● What this task involves: Go through the entries below. Copy out every line that contains "anyhow".

-- Exercise material follows --

// ABOUTME: CLI for the spouts source plugins.
// ABOUTME: Lists source types, prints schemas, fetches full-text items and runs batch ingestion.

use std::fs;
use std::path::PathBuf;
use std::process::ExitCode;
use std::time::Duration;

use anyhow::{anyhow, bail, Context, Result};
use clap::{Args as ClapArgs, Parser, Subcommand};
use serde_json::json;
use spouts_extract::extract_with_rule;
use spouts_sources::{
    builtin_registry, ingest, ingest_batch, HttpFetcher, Params, SourcesFile,
    DEFAULT_CONCURRENCY,
};
use tracing_subscriber::EnvFilter;

#[derive(Parser, Debug)]
#[command(name = "spouts")]
#[command(about = "Fetch feeds with full article text", long_about = None)]
struct Cli {
    #[command(subcommand)]
    command: Command,
}

#[derive(Subcommand, Debug)]
enum Command {
    /// List the available source types
    Types,

    /// Print the configuration schema of a source type as JSON
    Schema {
        #[arg(value_name = "TYPE")]
        type_id: String,
    },

    /// Fetch one source and print its items with full content as JSON
    Fetch {
        #[arg(value_name = "TYPE")]
        type_id: String,

        /// Source parameter as key=value; repeatable
        #[arg(short = 'p', long = "param", value_parser = parse_param)]
        params: Vec<(String, String)>,

        /// Permalink fetches in flight at once
        #[arg(long, default_value_t = DEFAULT_CONCURRENCY)]
        concurrency: usize,

        #[command(flatten)]
        http: HttpArgs,

        #[command(flatten)]
        output: OutputArgs,
    },

    /// Run a source type's content rules against a saved article page
    Extract {
        #[arg(value_name = "TYPE")]
        type_id: String,

        /// HTML file to extract from
        #[arg(long)]
        html: PathBuf,
    },

    /// Ingest every source listed in a TOML sources file
    Batch {
        file: PathBuf,

        #[command(flatten)]
        http: HttpArgs,

        #[command(flatten)]
        output: OutputArgs,
    },
}

#[derive(ClapArgs, Debug)]
struct HttpArgs {
    /// Allow fetching from private/local networks
    #[arg(long = "allow-private-networks")]
    allow_private_networks: bool,

    /// Request timeout in seconds
    #[arg(long, default_value_t = 30)]
    timeout: u64,
}

#[derive(ClapArgs, Debug)]
struct OutputArgs {
    /// Output compact JSON instead of pretty.
    #[arg(long, default_value_t = false)]
    compact: bool,
}

fn parse_param(raw: &str) -> Result<(String, String), String> {
    match raw.split_once('=') {
        Some((key, value)) if !key.trim().is_empty() => {
            Ok((key.trim().to_string(), value.to_string()))
        }
        _ => Err(format!("expected key=value, got `{raw}`")),
    }
}

fn init_logging() {
    let filter = EnvFilter::try_from_default_env().unwrap_or_else(|_| EnvFilter::new("warn"));
    let _ = tracing_subscriber::fmt()
        .with_env_filter(filter)
        .with_writer(std::io::stderr)
        .try_init();
}

fn build_fetcher(http: &HttpArgs) -> Result<HttpFetcher> {
    HttpFetcher::builder()
        .timeout(Duration::from_secs(http.timeout))
        .allow_private_networks(http.allow_private_networks)
        .build()
        .map_err(anyhow::Error::new)
}

fn print_json(value: &impl serde::Serialize, compact: bool) -> Result<()> {
    let out = if compact {
        serde_json::to_string(value)?
    } else {
        serde_json::to_string_pretty(value)?
    };
    println!("{out}");
    Ok(())
}

#[tokio::main]
async fn main() -> ExitCode {
    init_logging();
    let cli = Cli::parse();

    match run(cli.command).await {
        Ok(true) => ExitCode::SUCCESS,
        Ok(false) => ExitCode::from(1),
        Err(err) => {
            eprintln!("error: {err:#}");
            ExitCode::from(1)
        }
    }
}

/// Runs one command; `Ok(false)` means it finished but something failed.
async fn run(command: Command) -> Result<bool> {
    let registry = builtin_registry();

    match command {
        Command::Types => {
            for type_id in registry.type_ids() {
                let source = registry.plugin(type_id)?;
                println!("{type_id}\t{}\t{}", source.name(), source.description());
            }
            Ok(true)
        }

        Command::Schema { type_id } => {
            let source = registry.plugin(&type_id)?;
            print_json(&source.params(), false)?;
            Ok(true)
        }

        Command::Fetch {
            type_id,
            params,
            concurrency,
            http,
            output,
        } => {
            let params: Params = params.into_iter().collect();
            let source = registry.create(&type_id, &params)?;
            let fetcher = build_fetcher(&http)?;
            let items = ingest(&source, &fetcher, concurrency).await?;
            print_json(
                &json!({
                    "type": type_id,
                    "feed_url": source.feed_url(),
                    "items": items,
                }),
                output.compact,
            )?;
            Ok(true)
        }

        Command::Extract { type_id, html } => {
            let source = registry.plugin(&type_id)?;
            let rules = source
                .content_rules()
                .ok_or_else(|| anyhow!("source `{type_id}` has no content rules"))?;
            let page = fs::read_to_string(&html)
                .with_context(|| format!("reading {}", html.display()))?;

            match extract_with_rule(rules.rules, &page, &rules.policy) {
                Some(found) => {
                    eprintln!("matched rule {}: {}", found.rule_index, rules.rules[found.rule_index]);
                    println!("{}", found.content);
                    Ok(true)
                }
                None => bail!("no content rule of `{type_id}` matched {}", html.display()),
            }
        }

        Command::Batch { file, http, output } => {
            let sources = SourcesFile::load(&file)?;
            let fetcher = build_fetcher(&http)?;
            let reports = ingest_batch(&registry, &sources, &fetcher).await;
            print_json(&reports, output.compact)?;
            Ok(reports.iter().all(|r| r.is_ok()))
        }
    }
}
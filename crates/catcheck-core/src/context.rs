//! Run-scoped verdict and error state.

use catcheck_types::{CheckId, ErrorKind, RaisedError, SegmentFailure, Violation};
use serde::Serialize;

/// What one check run left behind for the report.
#[derive(Debug, Clone, PartialEq, Serialize)]
pub struct CheckRun {
    pub check: CheckId,
    pub violations: Vec<Violation>,
    pub segment_failures: Vec<SegmentFailure>,
    /// Set when the check failed outright instead of producing findings.
    pub error: Option<String>,
}

impl CheckRun {
    #[must_use]
    pub fn new(check: CheckId) -> Self {
        Self {
            check,
            violations: Vec::new(),
            segment_failures: Vec::new(),
            error: None,
        }
    }

    /// Whether this run contributes a "Failed test" block.
    #[must_use]
    pub fn failed(&self) -> bool {
        !self.violations.is_empty() || !self.segment_failures.is_empty() || self.error.is_some()
    }
}

/// Verdict, raised errors and retained check runs for one invocation.
///
/// `check_status` starts true and only ever moves to false. Raised errors
/// are append-only.
#[derive(Debug, Clone, Serialize)]
pub struct RunContext {
    database: String,
    check_status: bool,
    errors: Vec<RaisedError>,
    runs: Vec<CheckRun>,
}

impl Default for RunContext {
    fn default() -> Self {
        Self::new("postgres")
    }
}

impl RunContext {
    pub fn new(database: impl Into<String>) -> Self {
        Self {
            database: database.into(),
            check_status: true,
            errors: Vec::new(),
            runs: Vec::new(),
        }
    }

    #[must_use]
    pub fn database(&self) -> &str {
        &self.database
    }

    #[must_use]
    pub const fn check_status(&self) -> bool {
        self.check_status
    }

    pub fn fail(&mut self) {
        self.check_status = false;
    }

    /// Record an error kind. Any raised kind fails the run.
    pub fn raise(&mut self, error: RaisedError) {
        self.check_status = false;
        self.errors.push(error);
    }

    #[must_use]
    pub fn errors(&self) -> &[RaisedError] {
        &self.errors
    }

    #[must_use]
    pub fn has_raised(&self, kind: ErrorKind) -> bool {
        self.errors.iter().any(|e| e.kind == kind)
    }

    pub fn errors_of(&self, kind: ErrorKind) -> impl Iterator<Item = &RaisedError> {
        self.errors.iter().filter(move |e| e.kind == kind)
    }

    pub fn record_run(&mut self, run: CheckRun) {
        self.runs.push(run);
    }

    #[must_use]
    pub fn runs(&self) -> &[CheckRun] {
        &self.runs
    }

    /// Violations plus segment failures plus outright check errors.
    #[must_use]
    pub fn issue_count(&self) -> usize {
        self.runs
            .iter()
            .map(|run| {
                run.violations.len() + run.segment_failures.len() + usize::from(run.error.is_some())
            })
            .sum()
    }

    /// 0 on pass; otherwise the highest raised kind's code, NOREPAIR if a
    /// violation failed the run without raising anything.
    #[must_use]
    pub fn exit_code(&self) -> u8 {
        if self.check_status {
            return 0;
        }
        self.errors
            .iter()
            .map(|e| e.kind)
            .max()
            .unwrap_or(ErrorKind::NoRepair)
            .exit_code()
    }
}
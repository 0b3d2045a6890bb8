//! Check orchestration.
//!
//! The orchestrator owns the run-wide collaborators and drives one check at
//! a time. Only an unknown check name escapes as an error; everything a
//! check finds or fails at is recorded in the [`RunContext`].

use std::sync::Arc;

use catcheck_error::Result;
use catcheck_types::{CheckId, ErrorKind, ExtraOrMissingIssue, RaisedError, SegmentRegistry};
use tracing::{Level, error, info};

use crate::connection::{Connection, Connector};
use crate::context::{CheckRun, RunContext};
use crate::registry::{Check, CheckEnv, CheckRegistry};
use crate::repair::{RepairClassifier, RepairGenerator};
use crate::sink::ReportSink;
use crate::task::{TaskLauncher, ThreadLauncher};

pub struct Orchestrator {
    registry: CheckRegistry,
    segments: SegmentRegistry,
    connector: Arc<dyn Connector>,
    launcher: Arc<dyn TaskLauncher>,
    sink: Arc<dyn ReportSink>,
    repair: Option<Arc<dyn RepairGenerator>>,
    batch_size: usize,
}

impl Orchestrator {
    /// Thread launcher, batch size 1 and repair disabled until configured.
    pub fn new(
        registry: CheckRegistry,
        segments: SegmentRegistry,
        connector: Arc<dyn Connector>,
        sink: Arc<dyn ReportSink>,
    ) -> Self {
        Self {
            registry,
            segments,
            connector,
            launcher: Arc::new(ThreadLauncher),
            sink,
            repair: None,
            batch_size: 1,
        }
    }

    #[must_use]
    pub fn with_launcher(mut self, launcher: Arc<dyn TaskLauncher>) -> Self {
        self.launcher = launcher;
        self
    }

    #[must_use]
    pub fn with_batch_size(mut self, batch_size: usize) -> Self {
        self.batch_size = batch_size.max(1);
        self
    }

    /// Enable repair mode with `generator`.
    #[must_use]
    pub fn with_repair_generator(mut self, generator: Arc<dyn RepairGenerator>) -> Self {
        self.repair = Some(generator);
        self
    }

    #[must_use]
    pub fn registry(&self) -> &CheckRegistry {
        &self.registry
    }

    #[must_use]
    pub fn segments(&self) -> &SegmentRegistry {
        &self.segments
    }

    #[must_use]
    pub const fn batch_size(&self) -> usize {
        self.batch_size
    }

    /// Look up `name` and run it. Fails only when the name is unknown.
    pub fn run_one_check(
        &self,
        name: &str,
        coordinator: &dyn Connection,
        ctx: &mut RunContext,
    ) -> Result<()> {
        let (id, check) = self.registry.lookup(name)?;
        self.run_check(id, check, coordinator, ctx);
        Ok(())
    }

    /// Run every registered check in order, minus `skip`.
    pub fn run_all_checks(&self, coordinator: &dyn Connection, skip: &[CheckId], ctx: &mut RunContext) {
        for (id, check) in self.registry.all_checks() {
            if skip.contains(&id) {
                info!(check = %id, "check skipped");
                continue;
            }
            self.run_check(id, check, coordinator, ctx);
        }
    }

    /// Run the named checks in the given order. All names are resolved
    /// before anything runs.
    pub fn run_selected<S: AsRef<str>>(
        &self,
        names: &[S],
        coordinator: &dyn Connection,
        ctx: &mut RunContext,
    ) -> Result<()> {
        let resolved = names
            .iter()
            .map(|name| self.registry.lookup(name.as_ref()))
            .collect::<Result<Vec<_>>>()?;
        for (id, check) in resolved {
            self.run_check(id, check, coordinator, ctx);
        }
        Ok(())
    }

    fn run_check(&self, id: CheckId, check: &dyn Check, coordinator: &dyn Connection, ctx: &mut RunContext) {
        info!(check = %id, batch_size = self.batch_size, "running check");
        let env = CheckEnv {
            coordinator,
            segments: &self.segments,
            connector: Arc::clone(&self.connector),
            launcher: self.launcher.as_ref(),
            batch_size: self.batch_size,
        };

        let mut run = CheckRun::new(id);
        match check.run_check(&env) {
            Err(err) => {
                error!(check = %id, error = %err, "check failed");
                self.sink
                    .log(Level::ERROR, &format!("[ERROR] check '{id}' failed: {err}"));
                ctx.raise(
                    RaisedError::new(ErrorKind::NoRepair, id.as_str())
                        .with_check(id)
                        .with_detail(err.to_string()),
                );
                run.error = Some(err.to_string());
            }
            Ok(findings) => {
                for failure in &findings.segment_failures {
                    ctx.raise(
                        RaisedError::new(ErrorKind::SegmentFailure, format!("dbid {}", failure.dbid))
                            .with_check(id)
                            .with_detail(failure.message.clone()),
                    );
                }

                if !findings.violations.is_empty() {
                    ctx.fail();
                    let issues: Vec<ExtraOrMissingIssue> = findings
                        .violations
                        .iter()
                        .filter_map(|v| v.as_extra_or_missing())
                        .cloned()
                        .collect();
                    if issues.len() < findings.violations.len() {
                        ctx.raise(RaisedError::new(ErrorKind::NoRepair, id.as_str()).with_check(id));
                    }
                    if !issues.is_empty() {
                        RepairClassifier::new(self.repair.as_deref(), self.sink.as_ref())
                            .classify(&issues, Some(id), ctx);
                    }
                }

                info!(
                    check = %id,
                    violations = findings.violations.len(),
                    segment_failures = findings.segment_failures.len(),
                    "check finished"
                );
                run.violations = findings.violations;
                run.segment_failures = findings.segment_failures;
            }
        }
        ctx.record_run(run);
    }
}
//! Violation records produced by checks.
//!
//! Each record category is its own struct; [`Violation`] is the tagged union
//! the orchestrator retains between a check run and the report. Everything
//! here can render itself into a single report line via [`Reportable`].

use std::collections::{BTreeMap, BTreeSet};
use std::fmt;

use serde::{Deserialize, Serialize};

/// Render-to-line capability shared by every violation record.
pub trait Reportable {
    /// One indented report line describing the record.
    fn report_line(&self) -> String;
}

// ---------------------------------------------------------------------------
// Unique index violations
// ---------------------------------------------------------------------------

#[derive(Debug, Clone, PartialEq, Eq, Serialize, Deserialize)]
pub struct UniqueIndexViolation {
    pub table_oid: i64,
    pub table_name: String,
    pub index_name: String,
    /// Comma separated indexed columns, as stored in the catalog.
    pub column_names: String,
    /// Content ids of the members holding duplicate keys.
    pub violated_segments: BTreeSet<i32>,
}

impl Reportable for UniqueIndexViolation {
    fn report_line(&self) -> String {
        format!(
            "    Table {} has a violated unique index: {}",
            self.table_name, self.index_name
        )
    }
}

// ---------------------------------------------------------------------------
// Extra / missing catalog rows
// ---------------------------------------------------------------------------

#[derive(Debug, Clone, Copy, PartialEq, Eq, PartialOrd, Ord, Hash, Serialize, Deserialize)]
#[serde(rename_all = "snake_case")]
pub enum IssueKind {
    /// Row present on a member where the coordinator has none.
    Extra,
    /// Row present on the coordinator but absent from a member.
    Missing,
}

impl IssueKind {
    #[must_use]
    pub const fn as_str(self) -> &'static str {
        match self {
            Self::Extra => "extra",
            Self::Missing => "missing",
        }
    }
}

impl fmt::Display for IssueKind {
    fn fmt(&self, f: &mut fmt::Formatter<'_>) -> fmt::Result {
        f.write_str(self.as_str())
    }
}

/// All extra (or all missing) rows of one catalog table, keyed by attribute.
#[derive(Debug, Clone, PartialEq, Eq, Serialize, Deserialize)]
pub struct ExtraOrMissingIssue {
    pub table: String,
    pub attribute: String,
    pub kind: IssueKind,
    /// Offending key value -> content ids where the discrepancy was seen.
    pub entries: BTreeMap<String, BTreeSet<i32>>,
}

impl ExtraOrMissingIssue {
    pub fn new(table: impl Into<String>, attribute: impl Into<String>, kind: IssueKind) -> Self {
        Self {
            table: table.into(),
            attribute: attribute.into(),
            kind,
            entries: BTreeMap::new(),
        }
    }

    pub fn add_entry(&mut self, key: impl Into<String>, content: i32) {
        self.entries.entry(key.into()).or_default().insert(content);
    }

    #[must_use]
    pub fn with_entry(mut self, key: impl Into<String>, content: i32) -> Self {
        self.add_entry(key, content);
        self
    }

    /// `(table, attribute)` pair the issue is keyed on.
    #[must_use]
    pub fn key(&self) -> (&str, &str) {
        (&self.table, &self.attribute)
    }

    /// Human-readable issue key used in error payloads, e.g. `pg_class.oid`.
    #[must_use]
    pub fn subject(&self) -> String {
        format!("{}.{}", self.table, self.attribute)
    }

    /// Union of content ids across all entries.
    #[must_use]
    pub fn contents(&self) -> BTreeSet<i32> {
        self.entries.values().flatten().copied().collect()
    }
}

impl Reportable for ExtraOrMissingIssue {
    fn report_line(&self) -> String {
        if self.entries.is_empty() {
            return format!(
                "    Table {} has {} rows keyed by {}",
                self.table, self.kind, self.attribute
            );
        }
        let contents = self
            .contents()
            .iter()
            .map(ToString::to_string)
            .collect::<Vec<_>>()
            .join(", ");
        format!(
            "    Table {} has {} {} row(s) keyed by {} on content(s) {}",
            self.table,
            self.entries.len(),
            self.kind,
            self.attribute,
            contents
        )
    }
}

// ---------------------------------------------------------------------------
// Persistent table violations
// ---------------------------------------------------------------------------

#[derive(Debug, Clone, PartialEq, Eq, Serialize, Deserialize)]
pub struct PersistentViolation {
    pub dbid: i32,
    pub content: i32,
    pub relfilenode: i64,
    pub state: i64,
}

impl Reportable for PersistentViolation {
    fn report_line(&self) -> String {
        format!(
            "    Segment dbid {} (content {}) has a persistent entry without pg_class: relfilenode {}",
            self.dbid, self.content, self.relfilenode
        )
    }
}

// ---------------------------------------------------------------------------
// Tagged union
// ---------------------------------------------------------------------------

#[derive(Debug, Clone, PartialEq, Eq, Serialize, Deserialize)]
#[serde(tag = "category", rename_all = "snake_case")]
pub enum Violation {
    UniqueIndex(UniqueIndexViolation),
    ExtraOrMissing(ExtraOrMissingIssue),
    Persistent(PersistentViolation),
}

impl Violation {
    /// The extra/missing payload, if this record carries one.
    #[must_use]
    pub fn as_extra_or_missing(&self) -> Option<&ExtraOrMissingIssue> {
        match self {
            Self::ExtraOrMissing(issue) => Some(issue),
            _ => None,
        }
    }
}

impl Reportable for Violation {
    fn report_line(&self) -> String {
        match self {
            Self::UniqueIndex(v) => v.report_line(),
            Self::ExtraOrMissing(v) => v.report_line(),
            Self::Persistent(v) => v.report_line(),
        }
    }
}

impl From<UniqueIndexViolation> for Violation {
    fn from(value: UniqueIndexViolation) -> Self {
        Self::UniqueIndex(value)
    }
}

impl From<ExtraOrMissingIssue> for Violation {
    fn from(value: ExtraOrMissingIssue) -> Self {
        Self::ExtraOrMissing(value)
    }
}

impl From<PersistentViolation> for Violation {
    fn from(value: PersistentViolation) -> Self {
        Self::Persistent(value)
    }
}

-- Exercise material concluded --

● Completed exercise:
use anyhow::{anyhow, bail, Context, Result};
        .map_err(anyhow::Error::new)
                .ok_or_else(|| anyhow!("source `{type_id}` has no content rules"))?;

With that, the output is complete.